YOUR INSTRUCTIONS → Output a verbatim copy of the data, cut off after the line that contains "pub enum FeatureError".

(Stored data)
+++++
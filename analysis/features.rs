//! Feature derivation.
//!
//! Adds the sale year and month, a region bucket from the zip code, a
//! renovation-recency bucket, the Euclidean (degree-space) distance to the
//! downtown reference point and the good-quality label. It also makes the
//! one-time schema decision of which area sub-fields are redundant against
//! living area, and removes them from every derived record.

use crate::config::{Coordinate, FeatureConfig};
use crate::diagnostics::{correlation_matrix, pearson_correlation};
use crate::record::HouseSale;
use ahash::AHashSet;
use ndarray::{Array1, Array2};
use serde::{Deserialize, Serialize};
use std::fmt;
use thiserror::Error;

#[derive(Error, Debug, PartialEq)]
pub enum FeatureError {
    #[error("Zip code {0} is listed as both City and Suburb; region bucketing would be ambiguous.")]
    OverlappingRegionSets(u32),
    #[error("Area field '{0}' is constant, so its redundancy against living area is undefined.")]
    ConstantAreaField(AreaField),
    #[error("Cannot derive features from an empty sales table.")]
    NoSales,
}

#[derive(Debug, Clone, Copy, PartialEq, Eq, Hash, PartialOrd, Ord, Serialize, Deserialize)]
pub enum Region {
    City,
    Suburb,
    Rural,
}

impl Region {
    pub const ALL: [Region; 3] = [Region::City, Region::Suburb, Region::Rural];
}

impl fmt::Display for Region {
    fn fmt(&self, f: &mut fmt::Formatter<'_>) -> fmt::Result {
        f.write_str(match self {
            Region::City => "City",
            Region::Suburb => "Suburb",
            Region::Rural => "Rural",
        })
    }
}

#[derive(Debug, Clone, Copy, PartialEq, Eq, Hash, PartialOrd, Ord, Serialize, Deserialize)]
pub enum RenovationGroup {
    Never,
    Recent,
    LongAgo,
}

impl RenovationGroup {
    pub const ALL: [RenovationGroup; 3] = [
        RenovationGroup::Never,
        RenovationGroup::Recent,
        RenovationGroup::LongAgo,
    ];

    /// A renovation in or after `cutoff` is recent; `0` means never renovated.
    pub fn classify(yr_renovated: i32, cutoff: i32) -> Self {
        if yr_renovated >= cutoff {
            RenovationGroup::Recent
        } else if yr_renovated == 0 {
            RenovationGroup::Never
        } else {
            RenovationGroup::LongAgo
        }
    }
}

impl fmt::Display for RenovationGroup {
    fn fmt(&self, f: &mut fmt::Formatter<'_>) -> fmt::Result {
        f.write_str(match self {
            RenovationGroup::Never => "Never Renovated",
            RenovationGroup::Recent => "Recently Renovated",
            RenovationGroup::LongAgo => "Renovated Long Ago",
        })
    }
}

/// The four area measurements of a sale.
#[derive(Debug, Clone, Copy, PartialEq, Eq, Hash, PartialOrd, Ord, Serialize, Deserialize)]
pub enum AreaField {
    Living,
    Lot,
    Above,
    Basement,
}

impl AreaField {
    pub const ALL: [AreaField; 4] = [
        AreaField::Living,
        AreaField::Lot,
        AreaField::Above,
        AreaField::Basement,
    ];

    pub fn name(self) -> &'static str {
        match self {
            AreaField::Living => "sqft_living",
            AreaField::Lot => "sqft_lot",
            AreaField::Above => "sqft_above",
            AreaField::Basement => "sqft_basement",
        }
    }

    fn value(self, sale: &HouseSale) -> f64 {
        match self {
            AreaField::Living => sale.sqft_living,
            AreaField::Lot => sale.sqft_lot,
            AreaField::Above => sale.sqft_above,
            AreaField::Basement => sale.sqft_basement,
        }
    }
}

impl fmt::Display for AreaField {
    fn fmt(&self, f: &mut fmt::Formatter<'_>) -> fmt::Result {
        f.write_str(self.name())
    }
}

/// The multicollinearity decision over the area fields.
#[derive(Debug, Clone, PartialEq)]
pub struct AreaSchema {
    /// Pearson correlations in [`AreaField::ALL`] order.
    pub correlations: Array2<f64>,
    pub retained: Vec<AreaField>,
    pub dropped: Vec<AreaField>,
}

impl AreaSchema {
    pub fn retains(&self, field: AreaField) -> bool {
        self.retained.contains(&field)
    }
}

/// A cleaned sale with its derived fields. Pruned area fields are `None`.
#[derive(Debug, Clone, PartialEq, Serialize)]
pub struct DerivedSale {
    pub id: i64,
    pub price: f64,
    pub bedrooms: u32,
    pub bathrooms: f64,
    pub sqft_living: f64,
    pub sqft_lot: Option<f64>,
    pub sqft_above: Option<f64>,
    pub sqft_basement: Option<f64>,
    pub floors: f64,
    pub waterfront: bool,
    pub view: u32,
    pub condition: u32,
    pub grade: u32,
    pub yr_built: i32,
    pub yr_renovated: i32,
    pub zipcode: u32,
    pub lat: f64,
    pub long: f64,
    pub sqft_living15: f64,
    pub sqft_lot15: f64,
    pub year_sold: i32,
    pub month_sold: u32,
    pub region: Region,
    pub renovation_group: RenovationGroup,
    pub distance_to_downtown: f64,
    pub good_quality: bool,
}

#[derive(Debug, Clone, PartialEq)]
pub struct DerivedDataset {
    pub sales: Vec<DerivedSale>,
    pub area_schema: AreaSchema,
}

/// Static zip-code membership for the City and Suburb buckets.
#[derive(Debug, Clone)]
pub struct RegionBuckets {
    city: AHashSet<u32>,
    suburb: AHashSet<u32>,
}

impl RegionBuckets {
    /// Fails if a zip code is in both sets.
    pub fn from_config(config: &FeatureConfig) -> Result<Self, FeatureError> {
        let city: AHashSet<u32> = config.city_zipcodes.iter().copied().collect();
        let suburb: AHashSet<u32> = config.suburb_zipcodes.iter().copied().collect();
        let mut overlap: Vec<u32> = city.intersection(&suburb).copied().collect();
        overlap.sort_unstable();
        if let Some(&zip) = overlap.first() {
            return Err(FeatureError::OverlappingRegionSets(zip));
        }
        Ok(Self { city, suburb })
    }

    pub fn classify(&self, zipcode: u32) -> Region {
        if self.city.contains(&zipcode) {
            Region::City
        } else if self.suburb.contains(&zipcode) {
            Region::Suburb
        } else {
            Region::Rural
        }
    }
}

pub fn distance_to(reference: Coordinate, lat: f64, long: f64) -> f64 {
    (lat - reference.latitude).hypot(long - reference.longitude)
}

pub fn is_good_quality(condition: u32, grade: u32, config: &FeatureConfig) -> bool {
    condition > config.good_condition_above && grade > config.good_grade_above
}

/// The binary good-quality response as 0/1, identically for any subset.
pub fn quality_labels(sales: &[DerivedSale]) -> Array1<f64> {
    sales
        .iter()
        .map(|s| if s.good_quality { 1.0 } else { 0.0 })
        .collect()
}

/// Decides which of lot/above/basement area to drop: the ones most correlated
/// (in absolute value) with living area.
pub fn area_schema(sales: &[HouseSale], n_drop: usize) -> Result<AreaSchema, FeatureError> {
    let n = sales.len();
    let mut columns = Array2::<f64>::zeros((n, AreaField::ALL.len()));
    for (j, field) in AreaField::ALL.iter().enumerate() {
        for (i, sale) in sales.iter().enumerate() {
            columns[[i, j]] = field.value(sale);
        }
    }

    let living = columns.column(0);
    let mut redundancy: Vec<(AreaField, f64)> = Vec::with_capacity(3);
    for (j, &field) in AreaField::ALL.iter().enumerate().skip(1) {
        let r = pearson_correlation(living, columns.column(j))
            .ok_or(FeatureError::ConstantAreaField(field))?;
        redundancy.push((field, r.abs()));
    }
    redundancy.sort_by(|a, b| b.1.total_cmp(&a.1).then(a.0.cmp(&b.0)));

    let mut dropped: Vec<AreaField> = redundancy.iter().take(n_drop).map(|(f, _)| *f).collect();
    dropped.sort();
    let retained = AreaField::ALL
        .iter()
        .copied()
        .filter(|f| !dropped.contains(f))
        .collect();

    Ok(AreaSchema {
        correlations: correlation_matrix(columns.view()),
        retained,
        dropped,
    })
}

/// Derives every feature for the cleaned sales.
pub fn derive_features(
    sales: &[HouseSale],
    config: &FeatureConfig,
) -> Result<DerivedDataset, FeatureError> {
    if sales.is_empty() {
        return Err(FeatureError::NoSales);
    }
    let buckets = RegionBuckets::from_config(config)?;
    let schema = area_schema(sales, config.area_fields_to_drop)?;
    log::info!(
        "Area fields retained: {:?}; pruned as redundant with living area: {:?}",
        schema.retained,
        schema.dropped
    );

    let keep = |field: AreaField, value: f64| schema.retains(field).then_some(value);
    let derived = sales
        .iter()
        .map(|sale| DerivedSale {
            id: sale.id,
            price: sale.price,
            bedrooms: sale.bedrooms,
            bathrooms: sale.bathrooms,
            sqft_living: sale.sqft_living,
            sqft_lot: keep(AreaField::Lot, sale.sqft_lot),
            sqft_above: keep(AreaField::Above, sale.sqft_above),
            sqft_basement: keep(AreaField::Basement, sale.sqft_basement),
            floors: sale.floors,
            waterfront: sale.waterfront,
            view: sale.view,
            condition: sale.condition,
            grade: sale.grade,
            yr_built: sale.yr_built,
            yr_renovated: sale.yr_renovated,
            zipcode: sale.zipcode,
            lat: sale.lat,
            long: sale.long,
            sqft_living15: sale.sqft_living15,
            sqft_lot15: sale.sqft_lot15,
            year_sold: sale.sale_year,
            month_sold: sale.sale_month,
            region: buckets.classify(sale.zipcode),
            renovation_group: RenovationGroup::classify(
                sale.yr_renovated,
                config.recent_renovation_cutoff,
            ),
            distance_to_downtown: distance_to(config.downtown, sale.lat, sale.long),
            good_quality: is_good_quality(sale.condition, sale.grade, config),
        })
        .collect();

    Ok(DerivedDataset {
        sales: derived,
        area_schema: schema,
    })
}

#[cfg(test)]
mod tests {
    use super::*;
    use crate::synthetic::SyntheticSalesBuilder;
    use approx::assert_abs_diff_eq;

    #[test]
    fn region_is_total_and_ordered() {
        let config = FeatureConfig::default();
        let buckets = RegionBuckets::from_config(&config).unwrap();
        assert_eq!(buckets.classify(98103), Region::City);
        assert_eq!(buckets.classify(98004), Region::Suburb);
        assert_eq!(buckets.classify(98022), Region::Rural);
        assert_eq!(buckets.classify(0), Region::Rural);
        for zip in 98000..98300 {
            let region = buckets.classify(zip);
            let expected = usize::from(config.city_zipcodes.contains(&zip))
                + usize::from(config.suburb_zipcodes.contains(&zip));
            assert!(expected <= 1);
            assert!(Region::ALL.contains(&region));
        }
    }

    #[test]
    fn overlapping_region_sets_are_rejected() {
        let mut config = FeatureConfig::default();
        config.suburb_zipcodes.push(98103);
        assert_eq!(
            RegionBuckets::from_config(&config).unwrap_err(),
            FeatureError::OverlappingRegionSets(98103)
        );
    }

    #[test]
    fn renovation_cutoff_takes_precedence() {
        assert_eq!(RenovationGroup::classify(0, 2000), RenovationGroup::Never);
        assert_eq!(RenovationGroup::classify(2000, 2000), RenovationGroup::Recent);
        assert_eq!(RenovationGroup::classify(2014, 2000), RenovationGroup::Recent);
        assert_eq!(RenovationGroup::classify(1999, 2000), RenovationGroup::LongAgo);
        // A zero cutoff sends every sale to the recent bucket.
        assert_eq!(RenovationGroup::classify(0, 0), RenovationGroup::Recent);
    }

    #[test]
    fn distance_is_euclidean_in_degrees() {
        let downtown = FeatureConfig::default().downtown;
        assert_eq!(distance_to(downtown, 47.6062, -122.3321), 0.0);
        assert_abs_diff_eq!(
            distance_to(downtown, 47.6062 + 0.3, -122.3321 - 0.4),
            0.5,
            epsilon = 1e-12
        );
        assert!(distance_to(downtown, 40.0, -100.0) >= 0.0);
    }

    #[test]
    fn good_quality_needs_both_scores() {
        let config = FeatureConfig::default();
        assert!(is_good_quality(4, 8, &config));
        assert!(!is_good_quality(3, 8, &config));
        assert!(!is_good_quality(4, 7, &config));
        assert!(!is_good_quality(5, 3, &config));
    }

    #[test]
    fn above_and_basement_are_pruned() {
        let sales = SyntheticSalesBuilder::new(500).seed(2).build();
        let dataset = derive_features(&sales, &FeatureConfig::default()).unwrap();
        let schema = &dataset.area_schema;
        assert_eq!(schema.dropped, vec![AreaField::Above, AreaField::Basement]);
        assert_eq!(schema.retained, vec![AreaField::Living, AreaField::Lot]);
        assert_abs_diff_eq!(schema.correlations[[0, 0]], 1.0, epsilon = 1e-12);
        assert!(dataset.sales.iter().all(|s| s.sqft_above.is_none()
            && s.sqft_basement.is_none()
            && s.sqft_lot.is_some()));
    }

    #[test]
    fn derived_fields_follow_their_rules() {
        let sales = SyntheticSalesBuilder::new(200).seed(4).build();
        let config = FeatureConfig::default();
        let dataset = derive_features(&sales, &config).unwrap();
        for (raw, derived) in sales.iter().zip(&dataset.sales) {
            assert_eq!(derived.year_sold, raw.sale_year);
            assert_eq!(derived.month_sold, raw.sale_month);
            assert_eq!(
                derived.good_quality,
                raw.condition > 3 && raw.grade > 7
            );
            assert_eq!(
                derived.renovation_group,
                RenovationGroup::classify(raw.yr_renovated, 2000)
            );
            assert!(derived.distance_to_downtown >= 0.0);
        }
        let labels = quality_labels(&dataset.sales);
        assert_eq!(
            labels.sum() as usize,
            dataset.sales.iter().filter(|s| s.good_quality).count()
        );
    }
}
+++++
SOLUTION BELOW →
filename analysis/features.rs
//! Feature derivation.
//!
//! Adds the sale year and month, a region bucket from the zip code, a
//! renovation-recency bucket, the Euclidean (degree-space) distance to the
//! downtown reference point and the good-quality label. It also makes the
//! one-time schema decision of which area sub-fields are redundant against
//! living area, and removes them from every derived record.

use crate::config::{Coordinate, FeatureConfig};
use crate::diagnostics::{correlation_matrix, pearson_correlation};
use crate::record::HouseSale;
use ahash::AHashSet;
use ndarray::{Array1, Array2};
use serde::{Deserialize, Serialize};
use std::fmt;
use thiserror::Error;

#[derive(Error, Debug, PartialEq)]
pub enum FeatureError {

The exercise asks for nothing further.